• [Assigned task] Look through the material below. Copy each line that contains the string "must".

• [Entries supplied]
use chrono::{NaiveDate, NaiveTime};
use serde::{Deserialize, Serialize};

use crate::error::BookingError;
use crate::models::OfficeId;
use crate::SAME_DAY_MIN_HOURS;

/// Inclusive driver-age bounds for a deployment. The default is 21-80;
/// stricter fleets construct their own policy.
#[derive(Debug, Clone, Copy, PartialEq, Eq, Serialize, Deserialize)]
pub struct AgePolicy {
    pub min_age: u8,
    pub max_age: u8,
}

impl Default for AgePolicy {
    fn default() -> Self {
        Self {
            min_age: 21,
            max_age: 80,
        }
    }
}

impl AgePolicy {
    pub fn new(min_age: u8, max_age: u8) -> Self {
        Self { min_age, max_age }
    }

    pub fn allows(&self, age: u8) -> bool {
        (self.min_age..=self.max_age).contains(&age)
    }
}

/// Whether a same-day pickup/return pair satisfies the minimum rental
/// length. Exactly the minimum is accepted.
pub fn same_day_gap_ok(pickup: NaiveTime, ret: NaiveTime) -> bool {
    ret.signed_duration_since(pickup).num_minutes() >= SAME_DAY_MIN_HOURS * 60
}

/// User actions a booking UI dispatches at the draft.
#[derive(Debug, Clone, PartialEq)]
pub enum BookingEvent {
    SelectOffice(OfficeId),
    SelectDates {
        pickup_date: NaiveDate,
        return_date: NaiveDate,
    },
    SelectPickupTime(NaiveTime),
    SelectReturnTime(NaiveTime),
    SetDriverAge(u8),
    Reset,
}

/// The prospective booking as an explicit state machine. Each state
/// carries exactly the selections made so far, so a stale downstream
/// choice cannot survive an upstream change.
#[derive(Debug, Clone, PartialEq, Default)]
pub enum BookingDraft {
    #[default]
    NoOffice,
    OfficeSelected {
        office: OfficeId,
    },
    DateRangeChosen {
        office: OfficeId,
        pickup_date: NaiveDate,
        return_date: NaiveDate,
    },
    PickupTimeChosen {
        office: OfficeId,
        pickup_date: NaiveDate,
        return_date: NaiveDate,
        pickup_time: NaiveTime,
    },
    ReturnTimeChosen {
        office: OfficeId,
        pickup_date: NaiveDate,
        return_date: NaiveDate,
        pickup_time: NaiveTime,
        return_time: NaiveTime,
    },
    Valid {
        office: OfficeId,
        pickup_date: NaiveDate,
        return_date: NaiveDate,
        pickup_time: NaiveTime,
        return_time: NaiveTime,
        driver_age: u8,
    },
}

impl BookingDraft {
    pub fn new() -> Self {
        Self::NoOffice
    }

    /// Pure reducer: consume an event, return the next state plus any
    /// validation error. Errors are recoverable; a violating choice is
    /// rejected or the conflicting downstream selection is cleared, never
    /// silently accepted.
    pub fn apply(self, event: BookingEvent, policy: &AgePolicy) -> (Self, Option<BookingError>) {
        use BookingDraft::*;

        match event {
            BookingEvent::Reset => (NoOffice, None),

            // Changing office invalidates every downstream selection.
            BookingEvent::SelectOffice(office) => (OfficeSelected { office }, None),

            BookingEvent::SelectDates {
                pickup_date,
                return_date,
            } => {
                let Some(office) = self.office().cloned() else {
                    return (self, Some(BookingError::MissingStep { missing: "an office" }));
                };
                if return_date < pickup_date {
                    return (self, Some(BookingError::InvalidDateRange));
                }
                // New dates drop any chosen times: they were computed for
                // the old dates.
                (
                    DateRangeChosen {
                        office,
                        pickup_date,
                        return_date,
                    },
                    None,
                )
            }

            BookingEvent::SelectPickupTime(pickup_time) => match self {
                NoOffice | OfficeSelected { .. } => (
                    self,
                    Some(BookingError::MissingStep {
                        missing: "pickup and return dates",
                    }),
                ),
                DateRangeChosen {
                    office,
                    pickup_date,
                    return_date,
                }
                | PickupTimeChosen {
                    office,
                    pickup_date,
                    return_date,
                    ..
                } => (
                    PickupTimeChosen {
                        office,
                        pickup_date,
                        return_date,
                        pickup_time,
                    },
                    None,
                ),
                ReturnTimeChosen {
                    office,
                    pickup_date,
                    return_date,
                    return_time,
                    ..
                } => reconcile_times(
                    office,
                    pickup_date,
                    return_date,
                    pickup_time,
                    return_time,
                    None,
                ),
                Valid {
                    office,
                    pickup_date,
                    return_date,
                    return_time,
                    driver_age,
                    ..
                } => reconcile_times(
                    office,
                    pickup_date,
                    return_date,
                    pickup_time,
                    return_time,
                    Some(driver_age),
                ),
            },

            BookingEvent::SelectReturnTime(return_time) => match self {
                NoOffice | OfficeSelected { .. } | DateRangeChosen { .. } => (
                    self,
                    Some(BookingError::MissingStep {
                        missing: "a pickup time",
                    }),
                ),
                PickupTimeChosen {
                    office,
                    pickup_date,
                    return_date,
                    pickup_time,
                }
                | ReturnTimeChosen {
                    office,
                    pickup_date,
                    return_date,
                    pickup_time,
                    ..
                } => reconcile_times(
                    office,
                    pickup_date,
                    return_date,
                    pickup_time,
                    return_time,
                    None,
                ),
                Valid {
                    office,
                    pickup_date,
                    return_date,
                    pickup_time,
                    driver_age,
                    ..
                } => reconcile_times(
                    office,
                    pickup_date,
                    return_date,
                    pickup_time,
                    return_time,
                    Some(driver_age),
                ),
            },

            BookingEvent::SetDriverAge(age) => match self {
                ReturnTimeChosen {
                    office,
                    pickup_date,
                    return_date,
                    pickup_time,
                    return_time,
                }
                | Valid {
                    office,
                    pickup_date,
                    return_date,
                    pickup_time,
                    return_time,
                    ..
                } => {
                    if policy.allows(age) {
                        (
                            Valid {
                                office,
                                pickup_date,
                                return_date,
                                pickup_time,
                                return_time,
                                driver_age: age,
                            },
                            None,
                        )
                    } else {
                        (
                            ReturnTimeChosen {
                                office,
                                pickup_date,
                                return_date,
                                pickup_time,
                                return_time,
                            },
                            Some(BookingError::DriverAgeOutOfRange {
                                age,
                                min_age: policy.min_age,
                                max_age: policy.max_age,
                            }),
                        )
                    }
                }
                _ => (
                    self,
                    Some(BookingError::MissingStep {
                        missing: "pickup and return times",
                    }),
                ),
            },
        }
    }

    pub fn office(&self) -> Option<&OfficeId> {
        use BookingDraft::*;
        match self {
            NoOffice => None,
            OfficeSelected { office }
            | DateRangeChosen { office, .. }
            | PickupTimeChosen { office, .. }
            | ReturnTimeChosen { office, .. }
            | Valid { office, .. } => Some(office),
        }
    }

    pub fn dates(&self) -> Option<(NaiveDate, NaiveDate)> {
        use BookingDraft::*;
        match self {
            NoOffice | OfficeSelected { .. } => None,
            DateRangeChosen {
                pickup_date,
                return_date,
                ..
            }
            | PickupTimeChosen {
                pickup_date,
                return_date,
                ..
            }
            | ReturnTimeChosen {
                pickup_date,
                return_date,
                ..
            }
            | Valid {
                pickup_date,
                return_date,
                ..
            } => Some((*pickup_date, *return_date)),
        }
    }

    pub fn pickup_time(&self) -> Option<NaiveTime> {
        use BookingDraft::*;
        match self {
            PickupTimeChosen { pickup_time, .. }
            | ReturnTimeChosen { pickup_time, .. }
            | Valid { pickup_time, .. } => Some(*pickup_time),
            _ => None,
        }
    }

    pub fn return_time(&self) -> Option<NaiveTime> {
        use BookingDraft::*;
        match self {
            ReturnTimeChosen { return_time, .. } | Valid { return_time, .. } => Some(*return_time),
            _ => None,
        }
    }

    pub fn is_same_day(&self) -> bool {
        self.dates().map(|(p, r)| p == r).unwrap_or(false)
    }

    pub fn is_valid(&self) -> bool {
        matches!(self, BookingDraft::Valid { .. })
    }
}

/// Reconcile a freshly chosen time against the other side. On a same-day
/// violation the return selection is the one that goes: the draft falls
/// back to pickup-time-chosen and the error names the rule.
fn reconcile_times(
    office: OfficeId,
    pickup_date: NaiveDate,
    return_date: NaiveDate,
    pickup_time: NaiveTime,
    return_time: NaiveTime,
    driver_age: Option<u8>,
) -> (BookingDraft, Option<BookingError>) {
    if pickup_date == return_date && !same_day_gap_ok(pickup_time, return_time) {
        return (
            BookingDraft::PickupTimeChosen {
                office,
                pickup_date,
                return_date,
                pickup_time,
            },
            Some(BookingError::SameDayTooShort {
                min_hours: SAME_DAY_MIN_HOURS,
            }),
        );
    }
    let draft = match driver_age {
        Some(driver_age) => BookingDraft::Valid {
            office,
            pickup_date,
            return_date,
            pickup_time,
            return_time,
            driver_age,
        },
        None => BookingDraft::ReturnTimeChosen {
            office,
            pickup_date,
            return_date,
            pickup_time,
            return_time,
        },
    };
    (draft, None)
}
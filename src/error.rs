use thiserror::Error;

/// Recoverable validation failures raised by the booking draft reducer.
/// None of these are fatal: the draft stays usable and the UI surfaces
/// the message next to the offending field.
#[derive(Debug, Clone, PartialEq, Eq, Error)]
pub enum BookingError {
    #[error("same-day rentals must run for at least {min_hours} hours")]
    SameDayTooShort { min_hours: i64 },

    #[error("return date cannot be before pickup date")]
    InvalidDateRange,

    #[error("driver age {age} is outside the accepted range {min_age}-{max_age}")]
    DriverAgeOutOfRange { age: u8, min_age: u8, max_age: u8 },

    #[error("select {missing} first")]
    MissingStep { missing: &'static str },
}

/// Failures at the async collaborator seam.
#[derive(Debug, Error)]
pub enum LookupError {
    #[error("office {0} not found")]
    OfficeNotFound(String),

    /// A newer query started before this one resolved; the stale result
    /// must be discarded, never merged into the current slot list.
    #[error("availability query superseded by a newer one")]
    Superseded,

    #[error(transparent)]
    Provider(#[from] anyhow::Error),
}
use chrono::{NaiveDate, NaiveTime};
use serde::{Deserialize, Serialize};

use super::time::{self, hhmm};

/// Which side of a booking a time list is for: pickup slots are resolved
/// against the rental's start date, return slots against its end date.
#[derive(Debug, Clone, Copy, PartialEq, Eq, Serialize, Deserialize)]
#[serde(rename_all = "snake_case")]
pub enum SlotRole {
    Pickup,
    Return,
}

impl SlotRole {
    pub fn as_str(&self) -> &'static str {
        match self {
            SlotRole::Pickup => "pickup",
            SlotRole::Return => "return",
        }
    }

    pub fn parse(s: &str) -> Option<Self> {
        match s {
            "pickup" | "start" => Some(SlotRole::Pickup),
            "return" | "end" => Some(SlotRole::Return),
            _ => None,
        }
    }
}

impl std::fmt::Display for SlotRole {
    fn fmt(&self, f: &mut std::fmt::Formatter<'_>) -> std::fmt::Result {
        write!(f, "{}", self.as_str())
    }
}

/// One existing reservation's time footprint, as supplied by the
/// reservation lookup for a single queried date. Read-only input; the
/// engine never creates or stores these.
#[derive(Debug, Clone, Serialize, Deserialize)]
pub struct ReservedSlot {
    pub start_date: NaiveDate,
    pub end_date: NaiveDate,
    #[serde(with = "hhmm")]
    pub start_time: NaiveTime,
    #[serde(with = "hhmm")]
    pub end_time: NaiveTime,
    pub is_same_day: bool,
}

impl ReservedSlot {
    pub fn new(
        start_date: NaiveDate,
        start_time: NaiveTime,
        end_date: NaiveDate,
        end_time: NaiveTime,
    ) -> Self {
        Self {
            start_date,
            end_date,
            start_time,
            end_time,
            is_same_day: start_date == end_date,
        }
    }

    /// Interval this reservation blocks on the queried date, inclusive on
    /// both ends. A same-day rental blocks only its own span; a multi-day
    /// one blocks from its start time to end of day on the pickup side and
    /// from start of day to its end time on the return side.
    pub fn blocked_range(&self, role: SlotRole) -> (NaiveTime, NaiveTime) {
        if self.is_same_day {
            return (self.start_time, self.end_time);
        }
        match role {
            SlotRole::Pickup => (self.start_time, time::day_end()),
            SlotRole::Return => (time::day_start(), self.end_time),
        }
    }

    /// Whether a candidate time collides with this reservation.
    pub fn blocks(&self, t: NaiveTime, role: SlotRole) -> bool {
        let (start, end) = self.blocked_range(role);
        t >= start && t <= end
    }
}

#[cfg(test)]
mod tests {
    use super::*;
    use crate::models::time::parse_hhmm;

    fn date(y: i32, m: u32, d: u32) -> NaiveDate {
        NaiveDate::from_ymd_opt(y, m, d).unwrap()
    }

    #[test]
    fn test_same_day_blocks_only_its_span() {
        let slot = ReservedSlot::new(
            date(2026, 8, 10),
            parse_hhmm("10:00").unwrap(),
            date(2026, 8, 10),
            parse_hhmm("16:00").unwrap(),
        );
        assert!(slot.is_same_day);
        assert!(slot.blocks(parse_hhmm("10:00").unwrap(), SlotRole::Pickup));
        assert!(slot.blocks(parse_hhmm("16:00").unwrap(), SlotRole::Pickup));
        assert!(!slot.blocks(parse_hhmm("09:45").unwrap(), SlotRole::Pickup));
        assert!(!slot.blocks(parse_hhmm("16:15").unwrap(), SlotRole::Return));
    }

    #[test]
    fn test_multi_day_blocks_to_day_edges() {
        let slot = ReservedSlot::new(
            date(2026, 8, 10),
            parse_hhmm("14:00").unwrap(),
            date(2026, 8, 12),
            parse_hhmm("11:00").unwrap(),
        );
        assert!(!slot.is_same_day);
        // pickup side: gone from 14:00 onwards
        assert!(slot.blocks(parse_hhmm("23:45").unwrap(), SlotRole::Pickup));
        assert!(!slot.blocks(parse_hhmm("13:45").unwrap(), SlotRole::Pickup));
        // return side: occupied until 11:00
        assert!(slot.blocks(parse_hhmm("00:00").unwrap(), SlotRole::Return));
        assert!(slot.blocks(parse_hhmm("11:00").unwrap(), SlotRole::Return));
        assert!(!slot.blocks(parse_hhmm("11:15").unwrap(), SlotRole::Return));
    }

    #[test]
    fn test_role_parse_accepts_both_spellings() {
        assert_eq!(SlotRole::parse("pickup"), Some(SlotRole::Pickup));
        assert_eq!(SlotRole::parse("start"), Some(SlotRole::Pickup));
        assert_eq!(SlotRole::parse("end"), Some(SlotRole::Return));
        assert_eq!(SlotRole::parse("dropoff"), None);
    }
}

• [Output for this exercise]
    #[error("same-day rentals must run for at least {min_hours} hours")]
    /// must be discarded, never merged into the current slot list.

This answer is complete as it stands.